» **Task goal**: Copy the records below word for word. Stop after the line that contains "per reported metric.".

Exercise data Block Start

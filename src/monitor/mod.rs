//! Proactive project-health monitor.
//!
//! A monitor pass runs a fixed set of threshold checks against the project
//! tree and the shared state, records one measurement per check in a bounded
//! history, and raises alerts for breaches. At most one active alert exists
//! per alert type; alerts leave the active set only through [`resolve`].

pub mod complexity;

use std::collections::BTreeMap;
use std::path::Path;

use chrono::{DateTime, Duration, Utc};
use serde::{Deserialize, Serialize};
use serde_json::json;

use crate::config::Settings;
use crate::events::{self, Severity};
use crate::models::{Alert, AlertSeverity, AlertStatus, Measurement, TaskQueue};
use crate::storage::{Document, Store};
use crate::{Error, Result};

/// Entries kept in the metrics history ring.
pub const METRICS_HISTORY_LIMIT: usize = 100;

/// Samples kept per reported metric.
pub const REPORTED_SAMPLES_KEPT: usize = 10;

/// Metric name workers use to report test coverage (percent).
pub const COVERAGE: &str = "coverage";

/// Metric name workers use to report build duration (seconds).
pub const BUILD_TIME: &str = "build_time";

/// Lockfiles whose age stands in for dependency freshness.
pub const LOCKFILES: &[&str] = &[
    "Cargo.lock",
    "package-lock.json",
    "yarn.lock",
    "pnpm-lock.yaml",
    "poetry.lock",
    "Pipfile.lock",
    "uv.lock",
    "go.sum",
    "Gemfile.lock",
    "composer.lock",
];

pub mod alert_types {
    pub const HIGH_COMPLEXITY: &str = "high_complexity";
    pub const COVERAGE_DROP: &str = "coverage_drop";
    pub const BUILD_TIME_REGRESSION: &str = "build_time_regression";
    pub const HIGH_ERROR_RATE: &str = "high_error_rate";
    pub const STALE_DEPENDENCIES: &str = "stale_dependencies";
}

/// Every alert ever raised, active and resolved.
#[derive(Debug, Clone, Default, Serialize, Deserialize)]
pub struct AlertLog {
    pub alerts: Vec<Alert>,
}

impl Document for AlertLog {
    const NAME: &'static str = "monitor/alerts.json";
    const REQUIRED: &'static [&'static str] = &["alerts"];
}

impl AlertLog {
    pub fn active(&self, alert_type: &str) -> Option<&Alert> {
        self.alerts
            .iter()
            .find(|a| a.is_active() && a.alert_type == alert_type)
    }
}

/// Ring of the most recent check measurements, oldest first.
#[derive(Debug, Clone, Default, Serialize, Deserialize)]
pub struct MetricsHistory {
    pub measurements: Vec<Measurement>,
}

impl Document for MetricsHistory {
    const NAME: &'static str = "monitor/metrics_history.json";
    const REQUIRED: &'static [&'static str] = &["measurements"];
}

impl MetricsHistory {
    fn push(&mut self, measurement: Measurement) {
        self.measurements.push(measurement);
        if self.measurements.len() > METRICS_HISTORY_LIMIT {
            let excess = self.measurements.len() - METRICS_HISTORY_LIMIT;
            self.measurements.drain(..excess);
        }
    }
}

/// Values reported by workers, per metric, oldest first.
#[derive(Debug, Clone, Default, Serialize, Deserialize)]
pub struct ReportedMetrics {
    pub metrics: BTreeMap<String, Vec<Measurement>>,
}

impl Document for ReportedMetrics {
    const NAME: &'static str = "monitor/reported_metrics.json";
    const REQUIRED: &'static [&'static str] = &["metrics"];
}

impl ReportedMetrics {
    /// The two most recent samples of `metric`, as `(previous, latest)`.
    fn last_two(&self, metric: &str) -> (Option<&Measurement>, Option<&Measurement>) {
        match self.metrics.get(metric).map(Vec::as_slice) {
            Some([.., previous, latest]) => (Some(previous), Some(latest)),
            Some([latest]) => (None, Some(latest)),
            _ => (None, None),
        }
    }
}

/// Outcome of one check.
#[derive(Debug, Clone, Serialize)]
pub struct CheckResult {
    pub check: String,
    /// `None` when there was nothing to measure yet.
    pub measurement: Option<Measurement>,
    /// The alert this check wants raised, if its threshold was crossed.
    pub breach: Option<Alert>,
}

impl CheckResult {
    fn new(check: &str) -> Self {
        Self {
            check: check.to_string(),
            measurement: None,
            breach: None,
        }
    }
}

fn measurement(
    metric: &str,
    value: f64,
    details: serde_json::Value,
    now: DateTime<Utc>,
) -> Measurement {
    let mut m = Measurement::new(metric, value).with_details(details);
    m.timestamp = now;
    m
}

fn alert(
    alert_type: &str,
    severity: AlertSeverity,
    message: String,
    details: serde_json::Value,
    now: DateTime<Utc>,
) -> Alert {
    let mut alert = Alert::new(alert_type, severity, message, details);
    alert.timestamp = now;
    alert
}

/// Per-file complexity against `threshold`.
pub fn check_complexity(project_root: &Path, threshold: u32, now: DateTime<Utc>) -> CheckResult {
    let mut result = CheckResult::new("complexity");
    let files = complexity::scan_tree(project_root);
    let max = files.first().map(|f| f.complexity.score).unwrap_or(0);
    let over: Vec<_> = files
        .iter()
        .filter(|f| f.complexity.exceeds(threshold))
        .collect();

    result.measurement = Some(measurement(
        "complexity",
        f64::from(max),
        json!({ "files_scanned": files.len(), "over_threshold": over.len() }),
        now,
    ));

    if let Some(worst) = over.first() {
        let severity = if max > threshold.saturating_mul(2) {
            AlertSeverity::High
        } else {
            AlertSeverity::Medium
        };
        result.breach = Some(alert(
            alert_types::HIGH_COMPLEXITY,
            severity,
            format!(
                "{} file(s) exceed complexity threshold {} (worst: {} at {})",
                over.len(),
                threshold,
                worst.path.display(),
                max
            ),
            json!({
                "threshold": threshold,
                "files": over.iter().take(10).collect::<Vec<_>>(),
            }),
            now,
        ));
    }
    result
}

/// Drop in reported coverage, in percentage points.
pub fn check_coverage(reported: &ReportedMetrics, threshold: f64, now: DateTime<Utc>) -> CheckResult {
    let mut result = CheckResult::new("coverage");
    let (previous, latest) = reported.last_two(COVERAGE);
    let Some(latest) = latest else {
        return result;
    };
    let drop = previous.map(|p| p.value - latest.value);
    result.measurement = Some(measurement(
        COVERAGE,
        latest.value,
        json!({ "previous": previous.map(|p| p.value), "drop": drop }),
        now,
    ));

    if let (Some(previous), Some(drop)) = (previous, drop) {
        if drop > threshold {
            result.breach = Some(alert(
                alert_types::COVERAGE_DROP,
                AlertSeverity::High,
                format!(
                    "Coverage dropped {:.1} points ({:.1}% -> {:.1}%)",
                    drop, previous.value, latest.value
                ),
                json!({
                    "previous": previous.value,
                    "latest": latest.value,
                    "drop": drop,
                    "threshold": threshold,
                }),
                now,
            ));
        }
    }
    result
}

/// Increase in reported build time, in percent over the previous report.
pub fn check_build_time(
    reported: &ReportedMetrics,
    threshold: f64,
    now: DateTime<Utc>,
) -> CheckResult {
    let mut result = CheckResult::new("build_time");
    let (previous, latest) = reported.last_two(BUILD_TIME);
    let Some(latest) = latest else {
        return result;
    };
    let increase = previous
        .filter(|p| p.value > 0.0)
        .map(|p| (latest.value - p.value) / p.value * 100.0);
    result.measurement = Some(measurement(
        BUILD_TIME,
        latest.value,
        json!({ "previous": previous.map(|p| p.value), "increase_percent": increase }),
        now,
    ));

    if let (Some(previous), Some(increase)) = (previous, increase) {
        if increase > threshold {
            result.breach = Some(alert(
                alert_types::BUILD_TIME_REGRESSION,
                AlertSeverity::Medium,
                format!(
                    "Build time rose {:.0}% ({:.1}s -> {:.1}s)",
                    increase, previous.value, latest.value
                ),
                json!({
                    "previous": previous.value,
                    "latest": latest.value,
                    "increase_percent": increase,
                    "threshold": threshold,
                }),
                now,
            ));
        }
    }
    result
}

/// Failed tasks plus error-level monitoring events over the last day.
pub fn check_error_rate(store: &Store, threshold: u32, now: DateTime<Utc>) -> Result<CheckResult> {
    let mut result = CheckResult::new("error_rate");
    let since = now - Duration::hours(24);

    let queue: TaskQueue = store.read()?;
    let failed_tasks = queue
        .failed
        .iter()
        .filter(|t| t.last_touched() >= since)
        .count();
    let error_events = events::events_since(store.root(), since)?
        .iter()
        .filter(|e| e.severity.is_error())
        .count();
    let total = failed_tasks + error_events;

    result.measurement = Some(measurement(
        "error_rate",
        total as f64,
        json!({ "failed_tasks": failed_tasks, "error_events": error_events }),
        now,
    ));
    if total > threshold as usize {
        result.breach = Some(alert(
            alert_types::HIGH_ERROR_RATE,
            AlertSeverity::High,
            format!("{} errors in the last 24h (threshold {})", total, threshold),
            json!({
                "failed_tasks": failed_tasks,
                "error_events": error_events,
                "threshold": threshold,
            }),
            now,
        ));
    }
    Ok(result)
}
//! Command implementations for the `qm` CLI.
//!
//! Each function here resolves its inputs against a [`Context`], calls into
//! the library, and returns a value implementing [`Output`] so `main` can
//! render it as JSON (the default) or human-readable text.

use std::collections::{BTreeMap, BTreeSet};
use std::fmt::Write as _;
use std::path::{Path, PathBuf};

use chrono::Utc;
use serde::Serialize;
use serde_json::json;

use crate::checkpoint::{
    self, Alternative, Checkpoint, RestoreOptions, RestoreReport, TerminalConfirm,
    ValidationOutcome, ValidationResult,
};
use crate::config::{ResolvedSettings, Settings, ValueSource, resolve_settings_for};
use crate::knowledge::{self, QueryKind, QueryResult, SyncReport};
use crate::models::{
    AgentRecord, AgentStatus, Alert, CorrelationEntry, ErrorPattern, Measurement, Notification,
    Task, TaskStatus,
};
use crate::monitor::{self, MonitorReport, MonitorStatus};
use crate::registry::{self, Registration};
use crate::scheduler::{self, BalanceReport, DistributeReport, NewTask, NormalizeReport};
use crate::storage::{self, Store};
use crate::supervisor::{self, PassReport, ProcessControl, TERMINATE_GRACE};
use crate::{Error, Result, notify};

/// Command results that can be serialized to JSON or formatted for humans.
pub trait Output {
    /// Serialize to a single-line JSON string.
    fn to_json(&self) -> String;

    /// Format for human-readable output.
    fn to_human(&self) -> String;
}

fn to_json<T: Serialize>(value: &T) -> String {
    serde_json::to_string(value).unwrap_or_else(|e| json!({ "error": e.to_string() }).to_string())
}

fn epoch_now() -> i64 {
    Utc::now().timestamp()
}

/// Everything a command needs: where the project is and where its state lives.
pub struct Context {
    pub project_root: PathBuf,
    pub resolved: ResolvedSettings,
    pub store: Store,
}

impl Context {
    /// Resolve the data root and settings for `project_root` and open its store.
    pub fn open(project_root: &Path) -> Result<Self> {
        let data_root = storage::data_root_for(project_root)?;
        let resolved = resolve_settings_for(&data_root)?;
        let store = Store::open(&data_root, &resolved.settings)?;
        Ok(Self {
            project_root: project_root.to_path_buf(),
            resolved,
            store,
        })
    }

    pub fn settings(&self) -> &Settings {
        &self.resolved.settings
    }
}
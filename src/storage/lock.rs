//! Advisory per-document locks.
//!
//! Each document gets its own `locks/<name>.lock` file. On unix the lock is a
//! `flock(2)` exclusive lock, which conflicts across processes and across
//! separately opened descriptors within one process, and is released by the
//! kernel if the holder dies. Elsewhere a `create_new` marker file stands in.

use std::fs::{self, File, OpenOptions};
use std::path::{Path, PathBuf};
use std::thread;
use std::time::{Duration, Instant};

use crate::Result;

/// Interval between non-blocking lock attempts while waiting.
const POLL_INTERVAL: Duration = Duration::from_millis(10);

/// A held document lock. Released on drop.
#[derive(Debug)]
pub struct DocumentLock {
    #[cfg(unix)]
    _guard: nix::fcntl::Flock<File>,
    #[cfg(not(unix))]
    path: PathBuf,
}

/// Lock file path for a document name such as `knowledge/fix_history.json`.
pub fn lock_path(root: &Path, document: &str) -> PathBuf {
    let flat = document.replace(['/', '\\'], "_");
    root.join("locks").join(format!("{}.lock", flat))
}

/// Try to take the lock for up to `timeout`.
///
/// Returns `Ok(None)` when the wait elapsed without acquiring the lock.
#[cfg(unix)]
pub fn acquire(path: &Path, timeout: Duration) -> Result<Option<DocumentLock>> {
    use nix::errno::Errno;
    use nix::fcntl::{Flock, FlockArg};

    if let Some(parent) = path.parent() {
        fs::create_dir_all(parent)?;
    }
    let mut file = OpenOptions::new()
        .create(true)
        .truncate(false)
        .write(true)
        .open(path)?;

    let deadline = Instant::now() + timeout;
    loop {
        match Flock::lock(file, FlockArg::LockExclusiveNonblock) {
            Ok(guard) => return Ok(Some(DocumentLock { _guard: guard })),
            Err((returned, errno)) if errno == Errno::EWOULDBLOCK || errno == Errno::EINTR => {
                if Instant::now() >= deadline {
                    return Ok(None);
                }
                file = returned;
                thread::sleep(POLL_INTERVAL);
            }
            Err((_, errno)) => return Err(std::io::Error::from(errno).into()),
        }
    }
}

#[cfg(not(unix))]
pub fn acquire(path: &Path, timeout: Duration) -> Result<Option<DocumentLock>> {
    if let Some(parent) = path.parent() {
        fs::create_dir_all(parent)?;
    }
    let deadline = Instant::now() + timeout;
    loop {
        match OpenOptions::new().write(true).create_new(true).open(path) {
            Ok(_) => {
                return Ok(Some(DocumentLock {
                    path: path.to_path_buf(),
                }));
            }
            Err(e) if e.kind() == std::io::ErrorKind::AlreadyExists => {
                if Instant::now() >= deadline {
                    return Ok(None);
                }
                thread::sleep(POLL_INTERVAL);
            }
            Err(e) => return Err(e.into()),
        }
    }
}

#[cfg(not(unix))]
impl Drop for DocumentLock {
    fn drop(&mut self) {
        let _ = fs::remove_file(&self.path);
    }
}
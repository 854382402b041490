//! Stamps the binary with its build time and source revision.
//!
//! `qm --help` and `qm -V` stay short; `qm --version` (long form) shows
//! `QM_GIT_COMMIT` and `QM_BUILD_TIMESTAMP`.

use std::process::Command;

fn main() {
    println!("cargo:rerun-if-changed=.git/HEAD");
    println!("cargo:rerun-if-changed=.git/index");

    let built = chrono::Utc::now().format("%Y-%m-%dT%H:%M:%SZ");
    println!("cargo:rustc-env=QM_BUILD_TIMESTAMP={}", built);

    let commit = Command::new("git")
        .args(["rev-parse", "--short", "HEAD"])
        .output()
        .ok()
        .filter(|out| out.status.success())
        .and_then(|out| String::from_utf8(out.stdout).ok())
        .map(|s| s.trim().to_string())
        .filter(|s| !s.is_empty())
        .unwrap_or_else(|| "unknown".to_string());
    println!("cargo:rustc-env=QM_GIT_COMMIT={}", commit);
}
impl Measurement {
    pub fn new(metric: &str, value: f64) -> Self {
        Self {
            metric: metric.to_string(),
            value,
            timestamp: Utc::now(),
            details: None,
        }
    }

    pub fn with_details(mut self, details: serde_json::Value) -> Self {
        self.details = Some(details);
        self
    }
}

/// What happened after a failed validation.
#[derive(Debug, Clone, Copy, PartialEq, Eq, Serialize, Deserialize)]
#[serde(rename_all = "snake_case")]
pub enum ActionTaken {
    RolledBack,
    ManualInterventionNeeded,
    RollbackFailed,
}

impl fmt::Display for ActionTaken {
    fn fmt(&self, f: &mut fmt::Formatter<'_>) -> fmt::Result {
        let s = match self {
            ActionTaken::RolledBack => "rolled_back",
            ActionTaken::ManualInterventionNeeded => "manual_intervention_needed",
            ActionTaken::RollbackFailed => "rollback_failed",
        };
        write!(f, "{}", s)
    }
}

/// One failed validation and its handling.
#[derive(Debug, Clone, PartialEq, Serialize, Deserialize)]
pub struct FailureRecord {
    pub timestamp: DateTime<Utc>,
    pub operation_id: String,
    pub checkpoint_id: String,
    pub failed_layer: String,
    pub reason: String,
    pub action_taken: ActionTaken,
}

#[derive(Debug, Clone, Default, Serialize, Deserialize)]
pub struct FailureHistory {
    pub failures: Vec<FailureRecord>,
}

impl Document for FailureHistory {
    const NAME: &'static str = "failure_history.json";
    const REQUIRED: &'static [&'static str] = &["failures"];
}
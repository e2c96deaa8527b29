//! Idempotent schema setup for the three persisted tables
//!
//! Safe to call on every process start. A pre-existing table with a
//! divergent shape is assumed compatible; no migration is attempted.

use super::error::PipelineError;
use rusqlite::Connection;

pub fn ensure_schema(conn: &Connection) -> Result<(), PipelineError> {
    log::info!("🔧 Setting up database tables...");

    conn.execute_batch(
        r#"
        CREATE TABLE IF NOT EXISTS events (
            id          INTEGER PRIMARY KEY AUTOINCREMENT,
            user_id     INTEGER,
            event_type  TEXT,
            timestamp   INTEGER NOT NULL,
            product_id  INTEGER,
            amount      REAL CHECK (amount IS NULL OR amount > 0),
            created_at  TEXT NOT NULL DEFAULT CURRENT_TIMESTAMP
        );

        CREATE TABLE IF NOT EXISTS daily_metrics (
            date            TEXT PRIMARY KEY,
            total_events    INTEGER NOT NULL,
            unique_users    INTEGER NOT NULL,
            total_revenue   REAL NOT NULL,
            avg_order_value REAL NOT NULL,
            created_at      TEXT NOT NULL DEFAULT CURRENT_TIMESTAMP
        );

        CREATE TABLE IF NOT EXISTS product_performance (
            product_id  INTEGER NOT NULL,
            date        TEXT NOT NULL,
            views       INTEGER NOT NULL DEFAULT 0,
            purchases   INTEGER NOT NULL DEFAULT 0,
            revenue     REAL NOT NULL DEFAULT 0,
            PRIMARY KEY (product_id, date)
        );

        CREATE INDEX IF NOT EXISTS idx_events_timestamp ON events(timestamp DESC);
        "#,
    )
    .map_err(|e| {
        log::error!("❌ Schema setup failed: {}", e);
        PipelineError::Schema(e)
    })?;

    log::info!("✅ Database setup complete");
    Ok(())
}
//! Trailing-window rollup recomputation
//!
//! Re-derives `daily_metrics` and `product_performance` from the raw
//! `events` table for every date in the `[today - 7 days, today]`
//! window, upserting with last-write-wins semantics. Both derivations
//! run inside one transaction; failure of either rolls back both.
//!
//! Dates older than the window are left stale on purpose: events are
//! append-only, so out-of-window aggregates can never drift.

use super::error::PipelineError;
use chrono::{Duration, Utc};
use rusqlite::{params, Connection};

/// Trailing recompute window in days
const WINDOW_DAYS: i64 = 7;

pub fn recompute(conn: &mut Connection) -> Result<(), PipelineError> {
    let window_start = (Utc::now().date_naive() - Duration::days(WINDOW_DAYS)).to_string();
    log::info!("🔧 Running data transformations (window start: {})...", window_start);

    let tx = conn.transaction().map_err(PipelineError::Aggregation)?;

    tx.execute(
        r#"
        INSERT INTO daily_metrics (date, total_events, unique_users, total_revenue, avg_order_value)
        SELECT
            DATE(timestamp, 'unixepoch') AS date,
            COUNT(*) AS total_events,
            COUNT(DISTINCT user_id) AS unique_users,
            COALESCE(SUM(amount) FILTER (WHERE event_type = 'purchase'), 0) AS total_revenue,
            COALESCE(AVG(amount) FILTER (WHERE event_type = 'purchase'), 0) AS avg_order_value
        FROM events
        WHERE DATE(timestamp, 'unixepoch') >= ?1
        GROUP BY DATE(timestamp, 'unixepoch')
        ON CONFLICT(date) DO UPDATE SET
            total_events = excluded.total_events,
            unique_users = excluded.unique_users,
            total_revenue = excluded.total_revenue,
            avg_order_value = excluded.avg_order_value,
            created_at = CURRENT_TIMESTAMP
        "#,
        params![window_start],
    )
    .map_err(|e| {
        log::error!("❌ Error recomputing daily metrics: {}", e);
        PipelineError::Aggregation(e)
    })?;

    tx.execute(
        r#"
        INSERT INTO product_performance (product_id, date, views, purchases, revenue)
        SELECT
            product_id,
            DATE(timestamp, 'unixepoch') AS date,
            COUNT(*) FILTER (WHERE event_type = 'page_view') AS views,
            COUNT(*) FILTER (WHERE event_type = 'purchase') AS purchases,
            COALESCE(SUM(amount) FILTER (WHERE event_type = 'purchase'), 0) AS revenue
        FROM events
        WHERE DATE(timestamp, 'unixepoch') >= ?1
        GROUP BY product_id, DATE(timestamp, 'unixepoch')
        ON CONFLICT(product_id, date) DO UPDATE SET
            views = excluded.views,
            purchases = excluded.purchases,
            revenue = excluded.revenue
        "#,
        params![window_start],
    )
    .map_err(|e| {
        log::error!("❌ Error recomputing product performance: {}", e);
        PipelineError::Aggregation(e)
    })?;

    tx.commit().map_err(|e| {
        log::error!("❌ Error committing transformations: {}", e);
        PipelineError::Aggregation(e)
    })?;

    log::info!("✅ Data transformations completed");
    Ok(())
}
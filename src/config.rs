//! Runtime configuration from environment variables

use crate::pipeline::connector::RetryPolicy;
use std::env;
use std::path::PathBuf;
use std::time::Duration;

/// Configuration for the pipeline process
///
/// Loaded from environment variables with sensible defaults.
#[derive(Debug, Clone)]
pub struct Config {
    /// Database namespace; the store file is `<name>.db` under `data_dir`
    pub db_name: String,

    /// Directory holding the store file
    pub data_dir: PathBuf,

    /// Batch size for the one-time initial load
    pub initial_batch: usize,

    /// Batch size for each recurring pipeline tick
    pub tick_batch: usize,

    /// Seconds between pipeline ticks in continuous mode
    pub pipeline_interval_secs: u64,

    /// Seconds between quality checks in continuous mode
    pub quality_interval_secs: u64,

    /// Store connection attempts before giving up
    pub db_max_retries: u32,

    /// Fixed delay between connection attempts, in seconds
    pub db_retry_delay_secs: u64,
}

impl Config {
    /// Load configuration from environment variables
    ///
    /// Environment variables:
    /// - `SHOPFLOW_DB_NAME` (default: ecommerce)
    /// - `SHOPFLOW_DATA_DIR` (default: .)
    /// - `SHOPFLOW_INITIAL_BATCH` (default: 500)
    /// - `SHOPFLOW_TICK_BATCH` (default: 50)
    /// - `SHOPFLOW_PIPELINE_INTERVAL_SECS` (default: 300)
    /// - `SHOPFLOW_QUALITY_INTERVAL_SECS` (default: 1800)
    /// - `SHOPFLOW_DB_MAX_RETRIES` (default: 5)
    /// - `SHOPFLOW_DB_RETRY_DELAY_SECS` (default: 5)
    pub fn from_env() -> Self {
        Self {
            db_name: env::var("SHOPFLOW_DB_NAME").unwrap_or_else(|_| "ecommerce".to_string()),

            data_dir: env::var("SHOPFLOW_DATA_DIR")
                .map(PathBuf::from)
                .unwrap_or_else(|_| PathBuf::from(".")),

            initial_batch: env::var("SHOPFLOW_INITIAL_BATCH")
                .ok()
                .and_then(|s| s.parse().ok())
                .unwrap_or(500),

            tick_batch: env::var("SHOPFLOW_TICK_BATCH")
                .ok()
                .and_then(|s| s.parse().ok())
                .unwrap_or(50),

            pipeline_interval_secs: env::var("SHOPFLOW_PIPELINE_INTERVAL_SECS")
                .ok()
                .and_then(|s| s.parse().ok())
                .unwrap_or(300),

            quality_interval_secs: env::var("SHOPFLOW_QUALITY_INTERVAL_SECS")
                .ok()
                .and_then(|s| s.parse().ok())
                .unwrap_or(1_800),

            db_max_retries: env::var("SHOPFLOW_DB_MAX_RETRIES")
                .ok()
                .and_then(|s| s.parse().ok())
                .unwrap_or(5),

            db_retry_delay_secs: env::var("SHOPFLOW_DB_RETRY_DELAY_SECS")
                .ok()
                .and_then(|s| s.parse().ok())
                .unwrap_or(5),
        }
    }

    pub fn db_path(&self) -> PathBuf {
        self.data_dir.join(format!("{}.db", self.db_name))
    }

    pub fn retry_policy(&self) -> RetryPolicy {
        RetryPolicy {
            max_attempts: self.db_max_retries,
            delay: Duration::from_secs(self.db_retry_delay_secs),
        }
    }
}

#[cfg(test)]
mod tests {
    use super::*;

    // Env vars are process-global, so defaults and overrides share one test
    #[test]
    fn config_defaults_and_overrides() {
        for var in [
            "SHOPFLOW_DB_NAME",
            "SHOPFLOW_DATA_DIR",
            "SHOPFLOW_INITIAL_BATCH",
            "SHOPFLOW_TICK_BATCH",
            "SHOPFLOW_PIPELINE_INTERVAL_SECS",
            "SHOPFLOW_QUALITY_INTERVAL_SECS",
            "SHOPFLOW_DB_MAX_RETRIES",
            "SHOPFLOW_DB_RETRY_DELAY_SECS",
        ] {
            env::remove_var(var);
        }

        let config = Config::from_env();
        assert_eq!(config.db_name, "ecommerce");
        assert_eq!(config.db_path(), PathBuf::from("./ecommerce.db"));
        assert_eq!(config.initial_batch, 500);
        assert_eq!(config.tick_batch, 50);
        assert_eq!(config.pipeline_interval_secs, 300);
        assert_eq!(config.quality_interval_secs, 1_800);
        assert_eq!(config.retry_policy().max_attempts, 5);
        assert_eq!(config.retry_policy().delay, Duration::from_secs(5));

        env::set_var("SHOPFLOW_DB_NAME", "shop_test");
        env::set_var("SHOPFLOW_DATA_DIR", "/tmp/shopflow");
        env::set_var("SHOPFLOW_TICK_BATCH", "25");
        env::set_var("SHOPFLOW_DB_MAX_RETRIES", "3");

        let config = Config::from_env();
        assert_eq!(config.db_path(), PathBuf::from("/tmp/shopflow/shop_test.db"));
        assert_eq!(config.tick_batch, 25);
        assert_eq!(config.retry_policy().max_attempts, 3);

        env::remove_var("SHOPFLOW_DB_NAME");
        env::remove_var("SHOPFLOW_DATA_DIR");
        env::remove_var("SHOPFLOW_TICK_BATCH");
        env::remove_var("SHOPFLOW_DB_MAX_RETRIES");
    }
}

Exercise data Block End

» **Response to the exercise**:
filename src/monitor/mod.rs
//! Proactive project-health monitor.
//!
//! A monitor pass runs a fixed set of threshold checks against the project
//! tree and the shared state, records one measurement per check in a bounded
//! history, and raises alerts for breaches. At most one active alert exists
//! per alert type; alerts leave the active set only through [`resolve`].

pub mod complexity;

use std::collections::BTreeMap;
use std::path::Path;

use chrono::{DateTime, Duration, Utc};
use serde::{Deserialize, Serialize};
use serde_json::json;

use crate::config::Settings;
use crate::events::{self, Severity};
use crate::models::{Alert, AlertSeverity, AlertStatus, Measurement, TaskQueue};
use crate::storage::{Document, Store};
use crate::{Error, Result};

/// Entries kept in the metrics history ring.
pub const METRICS_HISTORY_LIMIT: usize = 100;

/// Samples kept per reported metric.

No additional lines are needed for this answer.